AFL doctors reject KO research
By Caroline Wilson
March 15, 2005
The 16 AFL clubs are resisting an international push to upgrade their matchday approach to concussion, rejecting computerised testing of players during games as impractical, expensive and unnecessary.
The Age believes that most AFL club doctors were unimpressed when the recommendations from the 2004 International Symposium on Concussion in Sport were delivered at the annual meeting of the AFL Medical Officers Association.
The symposium, sanctioned by the International Olympic Committee and world soccer's governing body, FIFA, has dictated that concussed players should not return to the field in professional sport unless they have successfully completed a computerised response test not unlike a series of simple card games.
Coming at an annual cost to each club of about $1000 a year, the test, produced by the Australian company CogState, would require internet access in players' rooms and take at least 11 minutes to complete.
Former Collingwood club doctor Paul McRory, a world expert on concussion, outlined the new requirements at the AFL medical officers' meeting earlier this month to a sceptical response from the 16 club doctors who either attended the meeting in person or over the telephone.
The reaction from Kangaroos' doctor Con Mitropoulos, whose 21-year-old midfielder Michael Firrito was badly concussed during a practice game last month, was typical of club doctors contacted by The Age.
"The really big decision is whether our clinical judgement should be overridden by something we are suddenly obliged to do because some research tells us we should," Mitropoulos said.
"The computer testing has a place during the week - we used it three or four times to test Michael Firrito the week after he was concussed - but the general consensus was it will be extremely difficult to use during a game.
"Michael's case was not a difficult one in that it was a classic concussion.
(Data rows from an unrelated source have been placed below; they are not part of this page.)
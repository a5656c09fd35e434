use std::collections::BTreeMap;

use itertools::Itertools;
use rust_decimal::Decimal;
use serde::Serialize;

use crate::{clean::OrderRecord, error::DashboardError};

pub const DEFAULT_TOP_N: usize = 5;

#[derive(Debug, Clone, Copy, PartialEq, Eq, Serialize)]
#[serde(rename_all = "snake_case")]
pub enum GroupKey {
    Product,
    State,
}

impl GroupKey {
    fn key_of<'a>(&self, record: &'a OrderRecord) -> Option<&'a str> {
        match self {
            GroupKey::Product => Some(record.product_name.as_str()),
            GroupKey::State => record.state.as_deref(),
        }
    }
}

#[derive(Debug, Clone, Copy, PartialEq, Eq, Serialize)]
#[serde(rename_all = "snake_case")]
pub enum Measure {
    Sales,
    Profit,
}

impl Measure {
    pub fn of(&self, row: &AggregateRow) -> Decimal {
        match self {
            Measure::Sales => row.sum_sales,
            Measure::Profit => row.sum_profit,
        }
    }

    pub fn label(&self) -> &'static str {
        match self {
            Measure::Sales => "Sales",
            Measure::Profit => "Profit",
        }
    }
}

#[derive(Debug, Clone, PartialEq, Eq, Serialize)]
pub struct AggregateRow {
    pub key: String,
    pub sum_sales: Decimal,
    pub sum_profit: Decimal,
}

/// Sums sales and profit per distinct key, in ascending key order.
///
/// Only keys that occur in `rows` are returned; rows without a value for the
/// key (no state) are skipped. A total that leaves the decimal range is an
/// error.
pub fn aggregate<'a, I>(rows: I, key: GroupKey) -> Result<Vec<AggregateRow>, DashboardError>
where
    I: IntoIterator<Item = &'a OrderRecord>,
{
    let mut groups: BTreeMap<&'a str, (Decimal, Decimal)> = BTreeMap::new();
    for record in rows {
        let Some(group) = key.key_of(record) else {
            continue;
        };
        let entry = groups.entry(group).or_default();
        entry.0 = checked_total(entry.0, record.sales, Measure::Sales, group)?;
        entry.1 = checked_total(entry.1, record.profit, Measure::Profit, group)?;
    }
    Ok(groups
        .into_iter()
        .map(|(group, (sum_sales, sum_profit))| AggregateRow {
            key: group.to_string(),
            sum_sales,
            sum_profit,
        })
        .collect())
}

pub(crate) fn checked_total(
    total: Decimal,
    value: Decimal,
    measure: Measure,
    key: &str,
) -> Result<Decimal, DashboardError> {
    total
        .checked_add(value)
        .ok_or_else(|| DashboardError::TotalOverflow {
            measure: measure.label().to_lowercase(),
            key: key.to_string(),
        })
}

/// First `n` rows by `measure`, largest first. Equal values keep their input
/// order.
pub fn top_n(rows: &[AggregateRow], measure: Measure, n: usize) -> Vec<AggregateRow> {
    rows.iter()
        .sorted_by(|a, b| measure.of(b).cmp(&measure.of(a)))
        .take(n)
        .cloned()
        .collect()
}
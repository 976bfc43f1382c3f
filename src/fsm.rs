//! Per-worker finite-state-machine executor.
//!
//! Runs one worker's state loop: invoke the current state's function, then
//! select the next state by drawing a single uniform sample from the worker's
//! seeded RNG and walking the state's declaration-ordered weight table.
//! Identical seeds therefore reproduce identical state sequences.

use std::time::Instant;

use hdrhistogram::Histogram;
use rand::Rng;

use crate::config::WorkloadConfig;
use crate::context::ExecutionContext;
use crate::error::HarnessError;
use crate::latch::CountdownLatch;
use crate::store::DocumentStore;

/// Lifecycle of one executor.
#[derive(Debug, Clone, Copy, PartialEq, Eq)]
pub enum ExecutorState {
    /// Created, not yet running.
    Idle,
    /// Inside the state loop.
    Running,
    /// Terminated normally (budget reached or cooperative stop).
    Completed,
    /// Terminated by an unrecovered state-function error.
    Failed,
}

/// Result of one executor run.
#[derive(Debug, Clone)]
pub struct FsmSummary {
    /// Steps actually executed.
    pub steps: u64,
    /// Visited state names, in order.
    pub state_trace: Vec<String>,
    /// True if the run stopped on the shared error latch before exhausting
    /// its iteration budget.
    pub stopped_early: bool,
    /// Step latency p50 in microseconds.
    pub step_latency_p50_us: u64,
    /// Step latency p99 in microseconds.
    pub step_latency_p99_us: u64,
    /// Step latency max in microseconds.
    pub step_latency_max_us: u64,
}

/// Executes the state-machine loop for one worker.
pub struct FsmExecutor<'a> {
    config: &'a WorkloadConfig,
    stop_latch: &'a CountdownLatch,
    state: ExecutorState,
}

impl<'a> FsmExecutor<'a> {
    /// Creates an idle executor over a composed config.
    ///
    /// `stop_latch` is the shared error latch: the loop checks it once per
    /// step and unwinds gracefully when it reaches zero.
    #[must_use]
    pub const fn new(config: &'a WorkloadConfig, stop_latch: &'a CountdownLatch) -> Self {
        Self {
            config,
            stop_latch,
            state: ExecutorState::Idle,
        }
    }

    /// Returns the executor's lifecycle state.
    #[must_use]
    pub const fn state(&self) -> ExecutorState {
        self.state
    }

    /// Runs the loop until the iteration budget, a cooperative stop, or an
    /// unrecovered error.
    ///
    /// On error the executor transitions to `Failed` and returns without
    /// attempting to resume or skip to any cleanup state; teardown is a
    /// separate explicit call made by the launcher.
    ///
    /// # Errors
    ///
    /// Returns the state function's failure wrapped with the state name.
    ///
    /// # Panics
    ///
    /// Panics if histogram creation fails (cannot happen with these bounds).
    pub fn run(
        &mut self,
        cx: &mut ExecutionContext,
        store: &dyn DocumentStore,
    ) -> Result<FsmSummary, HarnessError> {
        let mut latencies = Histogram::<u64>::new(3).expect("histogram creation");
        let mut trace = Vec::new();
        let mut current = self.config.start_state().to_string();
        let mut stopped_early = false;
        let mut steps = 0u64;

        self.state = ExecutorState::Running;
        let span = cx.span.clone();
        let _guard = span.enter();

        while steps < self.config.iterations() {
            // Cooperative stop: observed at step granularity, never mid-call.
            if self.stop_latch.is_zero() {
                tracing::debug!(tid = cx.tid, step = steps, "stopping on error latch");
                stopped_early = true;
                break;
            }

            let Some(state_fn) = self.config.state_fn(&current) else {
                self.state = ExecutorState::Failed;
                return Err(HarnessError::Assertion(format!(
                    "state '{current}' has no function"
                )));
            };

            trace.push(current.clone());
            let started = Instant::now();
            let result = state_fn(cx, store);
            #[allow(clippy::cast_possible_truncation)] // step latency fits u64 micros.
            let elapsed_us = started.elapsed().as_micros() as u64;
            let _ = latencies.record(elapsed_us);

            if let Err(err) = result {
                self.state = ExecutorState::Failed;
                return Err(HarnessError::State {
                    state: current,
                    source: Box::new(err),
                });
            }

            steps += 1;
            match self.next_state(cx, &current) {
                Some(next) => current = next,
                None => break,
            }
        }

        self.state = ExecutorState::Completed;
        Ok(FsmSummary {
            steps,
            state_trace: trace,
            stopped_early,
            step_latency_p50_us: latencies.value_at_percentile(50.0),
            step_latency_p99_us: latencies.value_at_percentile(99.0),
            step_latency_max_us: latencies.max(),
        })
    }

    /// Draws the next state from the current state's weight table.
    ///
    /// One uniform sample, then a walk of the declaration-ordered edges; a
    /// state with no outgoing edges ends the run.
    fn next_state(&self, cx: &mut ExecutionContext, current: &str) -> Option<String> {
        let edges = self.config.transitions_for(current);
        if edges.is_empty() {
            return None;
        }

        let draw: f64 = cx.rng.gen();
        let mut cumulative = 0.0;
        for edge in edges {
            cumulative += edge.weight;
            if draw < cumulative {
                return Some(edge.target.clone());
            }
        }
        // Floating-point slack: the draw landed past the last cumulative sum.
        edges.last().map(|edge| edge.target.clone())
    }
}

#[cfg(test)]
mod tests {
    use std::collections::BTreeMap;
    use std::sync::Arc;

    use rand::SeedableRng;
    use rand_chacha::ChaCha8Rng;

    use super::*;
    use crate::config::{compose, StateFn, Transition, WorkloadDecl};
    use crate::context::OwnedPartition;
    use crate::oracle::{ConsistencyOracle, OracleMode};
    use crate::retry::RetryStack;
    use crate::store::ResumePoint;

    fn test_context(seed: u64) -> ExecutionContext {
        let partition = OwnedPartition::new(0, 1, 10);
        ExecutionContext {
            tid: 0,
            db_name: "test".to_string(),
            coll_name: "fsm".to_string(),
            partition,
            session: None,
            rng: ChaCha8Rng::seed_from_u64(seed),
            retry: RetryStack::new(),
            oracle: ConsistencyOracle::new(
                OracleMode::BestEffort,
                partition,
                ResumePoint::Token(crate::store::ResumeToken(0)),
            ),
            scratch: BTreeMap::new(),
            span: tracing::Span::none(),
        }
    }

    fn counting_state(counter: Arc<std::sync::Mutex<u64>>) -> StateFn {
        Arc::new(move |_cx, _store| {
            *counter.lock().expect("lock poisoned") += 1;
            Ok(())
        })
    }

    fn two_state_decl(counter: Arc<std::sync::Mutex<u64>>) -> WorkloadDecl {
        WorkloadDecl::new("two-state")
            .state("a", counting_state(Arc::clone(&counter)))
            .state("b", counting_state(counter))
            .transitions(
                "a",
                vec![Transition::new("a", 0.5), Transition::new("b", 0.5)],
            )
            .transitions(
                "b",
                vec![Transition::new("a", 0.5), Transition::new("b", 0.5)],
            )
            .start_state("a")
            .iterations(20)
            .thread_count(1)
    }

    #[test]
    fn test_runs_full_iteration_budget() {
        let counter = Arc::new(std::sync::Mutex::new(0));
        let config = compose(&two_state_decl(Arc::clone(&counter)), &[]).expect("compose");
        let stop = CountdownLatch::new(1);
        let store = crate::sim::SimStore::builder().build();

        let mut executor = FsmExecutor::new(&config, &stop);
        let mut cx = test_context(7);
        let summary = executor.run(&mut cx, &store).expect("run");

        assert_eq!(summary.steps, 20);
        assert_eq!(*counter.lock().expect("lock poisoned"), 20);
        assert!(!summary.stopped_early);
        assert_eq!(executor.state(), ExecutorState::Completed);
    }

    #[test]
    fn test_identical_seeds_visit_identical_states() {
        let counter = Arc::new(std::sync::Mutex::new(0));
        let config = compose(&two_state_decl(counter), &[]).expect("compose");
        let stop = CountdownLatch::new(1);
        let store = crate::sim::SimStore::builder().build();

        let trace_for = |seed: u64| {
            let mut executor = FsmExecutor::new(&config, &stop);
            let mut cx = test_context(seed);
            executor.run(&mut cx, &store).expect("run").state_trace
        };

        assert_eq!(trace_for(42), trace_for(42));
        // A different seed should diverge for a 20-step two-state walk.
        assert_ne!(trace_for(42), trace_for(43));
    }

    #[test]
    fn test_error_latch_stops_the_loop() {
        let counter = Arc::new(std::sync::Mutex::new(0));
        let config = compose(&two_state_decl(Arc::clone(&counter)), &[]).expect("compose");
        let stop = CountdownLatch::new(1);
        stop.count_down();
        let store = crate::sim::SimStore::builder().build();

        let mut executor = FsmExecutor::new(&config, &stop);
        let mut cx = test_context(7);
        let summary = executor.run(&mut cx, &store).expect("run");

        assert_eq!(summary.steps, 0);
        assert!(summary.stopped_early);
        assert_eq!(*counter.lock().expect("lock poisoned"), 0);
    }

    #[test]
    fn test_failing_state_terminates_without_resume() {
        let counter = Arc::new(std::sync::Mutex::new(0));
        let failing: StateFn =
            Arc::new(|_cx, _store| Err(HarnessError::Assertion("expected failure".into())));
        let decl = WorkloadDecl::new("failing")
            .state("boom", failing)
            .state("after", counting_state(Arc::clone(&counter)))
            .transitions("boom", vec![Transition::new("after", 1.0)])
            .start_state("boom")
            .iterations(5)
            .thread_count(1);
        let config = compose(&decl, &[]).expect("compose");
        let stop = CountdownLatch::new(1);
        let store = crate::sim::SimStore::builder().build();

        let mut executor = FsmExecutor::new(&config, &stop);
        let mut cx = test_context(7);
        let err = executor.run(&mut cx, &store).expect_err("must fail");

        assert!(matches!(err, HarnessError::State { ref state, .. } if state == "boom"));
        assert_eq!(executor.state(), ExecutorState::Failed);
        // The follow-up state never ran.
        assert_eq!(*counter.lock().expect("lock poisoned"), 0);
    }
}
He was thrown to the ground rugby-style and his head hit the knee of another player and he completely blacked out for about 90 seconds. When he came to, he was away with the fairies.
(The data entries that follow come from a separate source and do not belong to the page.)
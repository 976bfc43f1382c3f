//! Chunk migration workload with change-stream verification.
//!
//! Every worker repeatedly multi-updates and multi-deletes documents inside
//! its own partition while chunks move between shards, then checks the
//! change stream against its queued expectations. All writes go through the
//! retry stack; every write the worker issues is registered with its oracle
//! before the check state drains the stream.
//!
//! The worker tracks which of its ids are live in its scratch map, so each
//! write targets exactly the documents that exist and the expected event set
//! is known before the command is sent.

use std::sync::Arc;

use bytes::Bytes;
use rand::Rng;
use serde_json::Value;

use crate::config::{HookFn, StateFn, Transition, WorkloadDecl};
use crate::context::ExecutionContext;
use crate::error::HarnessError;
use crate::retry::Idempotency;
use crate::store::{Document, DocumentId, OperationType};

/// Scratch key: one past the highest live id in the worker's partition.
const LIVE_UPTO: &str = "live_upto";
/// Scratch key: shard count, inserted by the setup hook.
const SHARDS: &str = "shards";

/// Default iteration budget per worker.
pub const DEFAULT_ITERATIONS: u64 = 100;
/// Default worker count.
pub const DEFAULT_THREADS: u32 = 5;

/// Builds the migration workload declaration.
#[must_use]
pub fn workload() -> WorkloadDecl {
    let setup: HookFn = Arc::new(|data, _store, cluster| {
        data.insert(SHARDS.to_string(), Value::from(cluster.shard_count));
        Ok(())
    });

    WorkloadDecl::new("migrate")
        .state("init", init_state())
        .state("multi_update", multi_update_state())
        .state("multi_delete", multi_delete_state())
        .state("move_chunk", move_chunk_state())
        .state("check_consistency", check_state())
        .transitions(
            "init",
            vec![
                Transition::new("multi_update", 0.4),
                Transition::new("multi_delete", 0.2),
                Transition::new("move_chunk", 0.2),
                Transition::new("check_consistency", 0.2),
            ],
        )
        .transitions(
            "multi_update",
            vec![
                Transition::new("multi_update", 0.25),
                Transition::new("multi_delete", 0.2),
                Transition::new("move_chunk", 0.25),
                Transition::new("check_consistency", 0.3),
            ],
        )
        .transitions(
            "multi_delete",
            vec![
                Transition::new("init", 0.5),
                Transition::new("move_chunk", 0.2),
                Transition::new("check_consistency", 0.3),
            ],
        )
        .transitions(
            "move_chunk",
            vec![
                Transition::new("multi_update", 0.4),
                Transition::new("multi_delete", 0.2),
                Transition::new("check_consistency", 0.4),
            ],
        )
        .transitions(
            "check_consistency",
            vec![
                Transition::new("init", 0.3),
                Transition::new("multi_update", 0.5),
                Transition::new("move_chunk", 0.2),
            ],
        )
        .start_state("init")
        .iterations(DEFAULT_ITERATIONS)
        .thread_count(DEFAULT_THREADS)
        .setup(setup)
}

/// Reads the live-id upper bound from scratch; before the first init nothing
/// is live.
fn live_upto(cx: &ExecutionContext) -> DocumentId {
    cx.scratch
        .get(LIVE_UPTO)
        .and_then(Value::as_u64)
        .unwrap_or_else(|| cx.partition.start())
}

fn set_live_upto(cx: &mut ExecutionContext, upto: DocumentId) {
    cx.scratch.insert(LIVE_UPTO.to_string(), Value::from(upto));
}

/// Payloads embed the insert value, so every incarnation of a document is
/// distinguishable by content. Without this, deleting and re-inserting the
/// same id would produce byte-identical delete events across cycles.
fn payload_for(id: DocumentId, value: i64) -> Bytes {
    Bytes::from(format!("doc-{id}-{value}"))
}

/// Re-inserts every dead id in the partition, restoring the full range.
fn init_state() -> StateFn {
    Arc::new(|cx, store| {
        let upto = live_upto(cx);
        let end = cx.partition.end();
        if upto >= end {
            return Ok(());
        }

        // Values are drawn from a wide range so two distinct writes never
        // share a content fingerprint by coincidence.
        let value = cx.rng.gen_range(0..i64::MAX);
        let docs: Vec<Document> = (upto..end)
            .map(|id| Document {
                id,
                value,
                payload: payload_for(id, value),
            })
            .collect();

        for doc in &docs {
            cx.oracle
                .expect(OperationType::Insert, doc.id, Some(doc.value));
        }
        if let Some(session) = &mut cx.session {
            session.next_txn_number();
        }
        cx.retry
            .run(Idempotency::Idempotent, || {
                store.insert_many(&cx.coll_name, &docs)
            })
            .map_err(HarnessError::Store)?;

        set_live_upto(cx, end);
        tracing::debug!(tid = cx.tid, inserted = docs.len(), "partition restored");
        Ok(())
    })
}

/// Updates every live document in the partition to a fresh value.
fn multi_update_state() -> StateFn {
    Arc::new(|cx, store| {
        let upto = live_upto(cx);
        let ids: Vec<DocumentId> = (cx.partition.start()..upto).collect();
        if ids.is_empty() {
            return Ok(());
        }

        let value = cx.rng.gen_range(0..i64::MAX);
        for &id in &ids {
            cx.oracle.expect(OperationType::Update, id, Some(value));
        }
        // Retryable write: the session's txn number is the client-assigned
        // identity that makes the repeat safe.
        let idempotency = if let Some(session) = &mut cx.session {
            session.next_txn_number();
            Idempotency::Idempotent
        } else {
            Idempotency::NonIdempotent
        };
        cx.retry
            .run(idempotency, || store.multi_update(&cx.coll_name, &ids, value))
            .map_err(HarnessError::Store)?;
        Ok(())
    })
}

/// Deletes a random suffix of the live range.
fn multi_delete_state() -> StateFn {
    Arc::new(|cx, store| {
        let upto = live_upto(cx);
        let start = cx.partition.start();
        if upto <= start {
            return Ok(());
        }

        let cut = cx.rng.gen_range(start..upto);
        let ids: Vec<DocumentId> = (cut..upto).collect();
        for &id in &ids {
            cx.oracle.expect(OperationType::Delete, id, None);
        }
        if let Some(session) = &mut cx.session {
            session.next_txn_number();
        }
        cx.retry
            .run(Idempotency::Idempotent, || {
                store.multi_delete(&cx.coll_name, &ids)
            })
            .map_err(HarnessError::Store)?;

        set_live_upto(cx, cut);
        Ok(())
    })
}

/// Moves the partition's chunk to a random shard.
fn move_chunk_state() -> StateFn {
    Arc::new(|cx, store| {
        let shards = cx
            .scratch
            .get(SHARDS)
            .and_then(Value::as_u64)
            .unwrap_or(2)
            .max(1);
        #[allow(clippy::cast_possible_truncation)] // shard counts are small.
        let to_shard = cx.rng.gen_range(0..shards) as u32;
        let range = cx.partition.range();

        // Re-running a finished migration to the same target is a no-op.
        cx.retry
            .run(Idempotency::Idempotent, || {
                store.move_chunk(&cx.coll_name, range, to_shard)
            })
            .map_err(HarnessError::Store)?;
        tracing::debug!(tid = cx.tid, to_shard, "chunk moved");
        Ok(())
    })
}

/// Drains the change stream and matches it against queued expectations.
fn check_state() -> StateFn {
    Arc::new(|cx, store| {
        cx.oracle.check(store, &cx.coll_name)?;
        if let Some(session) = &mut cx.session {
            session.advance_cluster_time(store.cluster_time());
        }
        Ok(())
    })
}

#[cfg(test)]
mod tests {
    use super::*;
    use crate::launcher::Launcher;
    use crate::sim::SimStore;

    #[test]
    fn test_exactly_once_run_is_clean() {
        let store = SimStore::builder().seed(4).build();
        let launcher = Launcher::new(Arc::new(store.clone()), store.descriptor())
            .namespace("test", "migrate")
            .docs_per_thread(8)
            .base_seed(21);

        let report = launcher.run(&workload(), &[]).expect("run");
        assert!(
            report.is_ok(),
            "failures: {:?}",
            report.failures().collect::<Vec<_>>()
        );
        assert!(store.migrations() > 0, "no chunk ever moved");
    }

    #[test]
    fn test_transient_errors_are_absorbed_by_the_stack() {
        let store = SimStore::builder()
            .seed(4)
            .transient_error_rate(0.2)
            .build();
        // Injected errors include stepdowns; the stepdown layer must be in
        // the stack for the run to survive them.
        let mut cluster = store.descriptor();
        cluster.stepdown = Some(crate::context::StepdownConfig::default());
        let launcher = Launcher::new(Arc::new(store.clone()), cluster)
            .namespace("test", "migrate")
            .docs_per_thread(8)
            .base_seed(21);

        let report = launcher.run(&workload(), &[]).expect("run");
        assert!(
            report.is_ok(),
            "failures: {:?}",
            report.failures().collect::<Vec<_>>()
        );
    }

    #[test]
    fn test_duplicate_delivery_is_flagged_in_best_effort_mode() {
        let store = SimStore::builder()
            .seed(4)
            .exactly_once(false)
            .duplicate_event_rate(1.0)
            .build();
        let launcher = Launcher::new(Arc::new(store.clone()), store.descriptor())
            .namespace("test", "migrate")
            .docs_per_thread(8)
            .base_seed(21);

        let report = launcher.run(&workload(), &[]).expect("run");
        assert!(!report.is_ok(), "duplicate delivery went unnoticed");
        let failure = report.failures().next().expect("a failing worker");
        let rendered = failure.error.as_deref().unwrap_or_default();
        assert!(
            rendered.contains("duplicate"),
            "unexpected failure: {rendered}"
        );
    }
}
"He wouldn't stay on his stretcher. He was aggressive and irritable and frightened. After 15 minutes of testing, there was no improvement, so there was no question of him returning to play.
"The management was simple. He was sent by ambulance to hospital for a brain scan and we used the computer tests during the week to monitor his improvement.
"The test is very, very detailed into the brain function - but if you're in a game, in a final, and a player's been knocked out and there is 20 minutes to go before the final siren and you have an 11-minute test and something goes wrong with the internet response? I don't know," Mitropoulos said.
"The things we've been doing with footballers for years have been working for years and I'm not sure we've made too many wrong decisions over the years."
AFL medical officer Hugh Seward said: "The management of concussion at AFL level is already of a very high standard and the incidents of significant problems are already very rare.
"We have to decide how far to go to provide everyone with computerised testing.
"I think we should always aim to undertake best-practice methods but we also have to consider the practicalities, the time it takes to do the test and the fact that a phone line is required to log on to the internet and get a result during a game. The question . . . is how much better is this test than a clinical assessment we are already providing."
McRory is co-author of an article in next month's edition of the British Journal of Sports Medicine on the treatment of concussion on matchdays.
THE CONCUSSION TEST
* The player sits at a laptop in his club rooms and responds to a series of choices involving playing cards, pressing 'D' for yes or 'K' for no.
* The key to the test is speed and accuracy.
* The test should take between 10 and 15 minutes, with 11 as the norm.
* It is regarded as more accurate than the pen-and paper test currently used as it looks at the players attention devices, reaction times and memory.
* Once the player has finished the test it is sent down the phone for processing. A result is expected within seconds.
* The new system would cost each club about $1000 annually.